## [WHAT TO DO]
Transcribe all records exactly.
▬▬▬
impl<B: Body + 'static> Fighter<B> {
    /// A fighter with its graph built but no state entered yet.
    pub fn new(id: FighterId, role: Role, loadout: &Loadout, body: B) -> Result<Self, FsmError> {
        let (machine, states) = build_graph(role)?;
        Ok(Self {
            machine,
            ctx: Combatant::new(id, role, loadout, body),
            states,
        })
    }

    /// Authority fighter entering Idle.
    pub fn spawn(id: FighterId, loadout: &Loadout, body: B) -> Result<Self, FsmError> {
        let mut fighter = Self::new(id, Role::Authority, loadout, body)?;
        fighter.machine.initialize(fighter.states.idle, &mut fighter.ctx)?;
        Ok(fighter)
    }

    /// Replica fighter. It enters its first state when the first snapshot
    /// is applied and `frame_update` runs.
    pub fn replica(id: FighterId, loadout: &Loadout, body: B) -> Result<Self, FsmError> {
        Self::new(id, Role::Replica, loadout, body)
    }

    pub fn id(&self) -> FighterId {
        self.ctx.id
    }

    pub fn role(&self) -> Role {
        self.ctx.role
    }

    pub fn states(&self) -> &StateIds {
        &self.states
    }

    pub fn state(&self) -> Option<StateId> {
        self.machine.current()
    }

    pub fn state_name(&self) -> Option<&'static str> {
        self.machine.current_name()
    }

    pub fn is_in<S: State<Combatant<B>>>(&self) -> bool {
        self.machine.is_in::<S>()
    }

    pub fn context(&self) -> &Combatant<B> {
        &self.ctx
    }

    pub fn context_mut(&mut self) -> &mut Combatant<B> {
        &mut self.ctx
    }

    pub fn body(&self) -> &B {
        &self.ctx.body
    }

    pub fn body_mut(&mut self) -> &mut B {
        &mut self.ctx.body
    }

    pub fn health(&self) -> u32 {
        self.ctx.health
    }

    pub fn is_dead(&self) -> bool {
        self.ctx.is_dead()
    }

    pub fn combo(&self) -> &ComboEngine {
        &self.ctx.combo
    }

    pub fn hurtbox(&self) -> Hurtbox {
        self.ctx.hurtbox()
    }

    pub fn set_input(&mut self, input: FighterInput) {
        self.ctx.input = input;
    }

    /// One authoritative tick: timers, then transitions or the current
    /// state's fixed update. Button presses are consumed either way.
    pub fn fixed_tick(&mut self, now: Tick) -> Result<Option<StateId>, FsmError> {
        self.ctx.now = now;
        self.ctx.housekeeping();
        let entered = self.machine.fixed_tick(&mut self.ctx);
        self.ctx.input.clear_edges();
        entered
    }

    /// Per-frame hook. Replicas replay state changes received since the
    /// last call.
    pub fn frame_update(&mut self) -> Result<(), FsmError> {
        self.machine.frame_update(&mut self.ctx)
    }

    /// Applies an accepted hit and forces Hit (or Die) right away. Returns
    /// `false` when the hit is refused: invincible, dead, or still in Die
    /// waiting for a round reset to take effect.
    pub fn take_hit(&mut self, payload: HitPayload, now: Tick) -> Result<bool, FsmError> {
        if !self.ctx.is_authority() {
            return Err(FsmError::NotAuthority("apply hits"));
        }
        if self.ctx.is_dead() || self.machine.is_in::<Die>() || self.ctx.hit.is_invincible() {
            debug!(
                fighter = self.ctx.id,
                attacker = payload.attacker,
                "hit refused"
            );
            return Ok(false);
        }
        self.ctx.now = now;
        self.ctx.health = self.ctx.health.saturating_sub(payload.damage);
        self.ctx.incoming = Some(payload);
        self.machine.preempt(&mut self.ctx)?;
        Ok(true)
    }

    /// World-space hitbox of the attack in progress, until it picks a target.
    pub fn active_hitbox(&self) -> Option<Hitbox> {
        if self.ctx.is_dead() || self.ctx.attack_landed {
            return None;
        }
        self.ctx
            .combo
            .hitbox(self.ctx.body.position(), self.ctx.body.facing())
    }

    /// Debounces the current attack instance.
    pub fn mark_attack_landed(&mut self) {
        self.ctx.attack_landed = true;
    }

    /// Energy gain for a hit the target accepted. Returns the scaled damage.
    pub fn register_landed_hit(&mut self) -> Option<u32> {
        self.ctx.combo.process_hit()
    }

    /// Drops whatever the fighter is doing and returns it to Idle.
    pub fn force_idle(&mut self) -> Result<bool, FsmError> {
        self.ctx.combo.reset_combo();
        self.ctx.incoming = None;
        self.machine.change_state(self.states.idle, &mut self.ctx)
    }

    /// Restores health, energy and every runtime state. A dead fighter leaves
    /// Die on its next tick; anyone else goes to Idle immediately.
    pub fn reset_round(&mut self) -> Result<(), FsmError> {
        if !self.ctx.is_authority() {
            return Err(FsmError::NotAuthority("reset the round"));
        }
        let ctx = &mut self.ctx;
        ctx.health = ctx.config.max_health;
        ctx.combo.reset_round(ctx.config.starting_energy);
        ctx.hit = HitRuntimeState::default();
        ctx.incoming = None;
        ctx.movement = MovementState::new(&ctx.config);
        ctx.attack_landed = false;
        ctx.death_reported = false;

        if self.machine.is_in::<Die>() {
            self.ctx.round_reset = true;
        } else {
            self.ctx.round_reset = false;
            self.ctx.input_enabled = true;
            self.machine.change_state(self.states.idle, &mut self.ctx)?;
        }
        debug!(fighter = self.ctx.id, "round reset");
        Ok(())
    }

    pub fn take_events(&mut self) -> Vec<FighterEvent> {
        std::mem::take(&mut self.ctx.events)
    }
}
▬▬▬
## [SOLUTION FOR THIS PROBLEM]
impl<B: Body + 'static> Fighter<B> {
    /// A fighter with its graph built but no state entered yet.
    pub fn new(id: FighterId, role: Role, loadout: &Loadout, body: B) -> Result<Self, FsmError> {
        let (machine, states) = build_graph(role)?;
        Ok(Self {
            machine,
            ctx: Combatant::new(id, role, loadout, body),
            states,
        })
    }

    /// Authority fighter entering Idle.
    pub fn spawn(id: FighterId, loadout: &Loadout, body: B) -> Result<Self, FsmError> {
        let mut fighter = Self::new(id, Role::Authority, loadout, body)?;
        fighter.machine.initialize(fighter.states.idle, &mut fighter.ctx)?;
        Ok(fighter)
    }

    /// Replica fighter. It enters its first state when the first snapshot
    /// is applied and `frame_update` runs.
    pub fn replica(id: FighterId, loadout: &Loadout, body: B) -> Result<Self, FsmError> {
        Self::new(id, Role::Replica, loadout, body)
    }

    pub fn id(&self) -> FighterId {
        self.ctx.id
    }

    pub fn role(&self) -> Role {
        self.ctx.role
    }

    pub fn states(&self) -> &StateIds {
        &self.states
    }

    pub fn state(&self) -> Option<StateId> {
        self.machine.current()
    }

    pub fn state_name(&self) -> Option<&'static str> {
        self.machine.current_name()
    }

    pub fn is_in<S: State<Combatant<B>>>(&self) -> bool {
        self.machine.is_in::<S>()
    }

    pub fn context(&self) -> &Combatant<B> {
        &self.ctx
    }

    pub fn context_mut(&mut self) -> &mut Combatant<B> {
        &mut self.ctx
    }

    pub fn body(&self) -> &B {
        &self.ctx.body
    }

    pub fn body_mut(&mut self) -> &mut B {
        &mut self.ctx.body
    }

    pub fn health(&self) -> u32 {
        self.ctx.health
    }

    pub fn is_dead(&self) -> bool {
        self.ctx.is_dead()
    }

    pub fn combo(&self) -> &ComboEngine {
        &self.ctx.combo
    }

    pub fn hurtbox(&self) -> Hurtbox {
        self.ctx.hurtbox()
    }

    pub fn set_input(&mut self, input: FighterInput) {
        self.ctx.input = input;
    }

    /// One authoritative tick: timers, then transitions or the current
    /// state's fixed update. Button presses are consumed either way.
    pub fn fixed_tick(&mut self, now: Tick) -> Result<Option<StateId>, FsmError> {
        self.ctx.now = now;
        self.ctx.housekeeping();
        let entered = self.machine.fixed_tick(&mut self.ctx);
        self.ctx.input.clear_edges();
        entered
    }

    /// Per-frame hook. Replicas replay state changes received since the
    /// last call.
    pub fn frame_update(&mut self) -> Result<(), FsmError> {
        self.machine.frame_update(&mut self.ctx)
    }

    /// Applies an accepted hit and forces Hit (or Die) right away. Returns
    /// `false` when the hit is refused: invincible, dead, or still in Die
    /// waiting for a round reset to take effect.
    pub fn take_hit(&mut self, payload: HitPayload, now: Tick) -> Result<bool, FsmError> {
        if !self.ctx.is_authority() {
            return Err(FsmError::NotAuthority("apply hits"));
        }
        if self.ctx.is_dead() || self.machine.is_in::<Die>() || self.ctx.hit.is_invincible() {
            debug!(
                fighter = self.ctx.id,
                attacker = payload.attacker,
                "hit refused"
            );
            return Ok(false);
        }
        self.ctx.now = now;
        self.ctx.health = self.ctx.health.saturating_sub(payload.damage);
        self.ctx.incoming = Some(payload);
        self.machine.preempt(&mut self.ctx)?;
        Ok(true)
    }

    /// World-space hitbox of the attack in progress, until it picks a target.
    pub fn active_hitbox(&self) -> Option<Hitbox> {
        if self.ctx.is_dead() || self.ctx.attack_landed {
            return None;
        }
        self.ctx
            .combo
            .hitbox(self.ctx.body.position(), self.ctx.body.facing())
    }

    /// Debounces the current attack instance.
    pub fn mark_attack_landed(&mut self) {
        self.ctx.attack_landed = true;
    }

    /// Energy gain for a hit the target accepted. Returns the scaled damage.
    pub fn register_landed_hit(&mut self) -> Option<u32> {
        self.ctx.combo.process_hit()
    }

    /// Drops whatever the fighter is doing and returns it to Idle.
    pub fn force_idle(&mut self) -> Result<bool, FsmError> {
        self.ctx.combo.reset_combo();
        self.ctx.incoming = None;
        self.machine.change_state(self.states.idle, &mut self.ctx)
    }

    /// Restores health, energy and every runtime state. A dead fighter leaves
    /// Die on its next tick; anyone else goes to Idle immediately.
    pub fn reset_round(&mut self) -> Result<(), FsmError> {
        if !self.ctx.is_authority() {
            return Err(FsmError::NotAuthority("reset the round"));
        }
        let ctx = &mut self.ctx;
        ctx.health = ctx.config.max_health;
        ctx.combo.reset_round(ctx.config.starting_energy);
        ctx.hit = HitRuntimeState::default();
        ctx.incoming = None;
        ctx.movement = MovementState::new(&ctx.config);
        ctx.attack_landed = false;
        ctx.death_reported = false;

        if self.machine.is_in::<Die>() {
            self.ctx.round_reset = true;
        } else {
            self.ctx.round_reset = false;
            self.ctx.input_enabled = true;
            self.machine.change_state(self.states.idle, &mut self.ctx)?;
        }
        debug!(fighter = self.ctx.id, "round reset");
        Ok(())
    }

    pub fn take_events(&mut self) -> Vec<FighterEvent> {
        std::mem::take(&mut self.ctx.events)
    }
}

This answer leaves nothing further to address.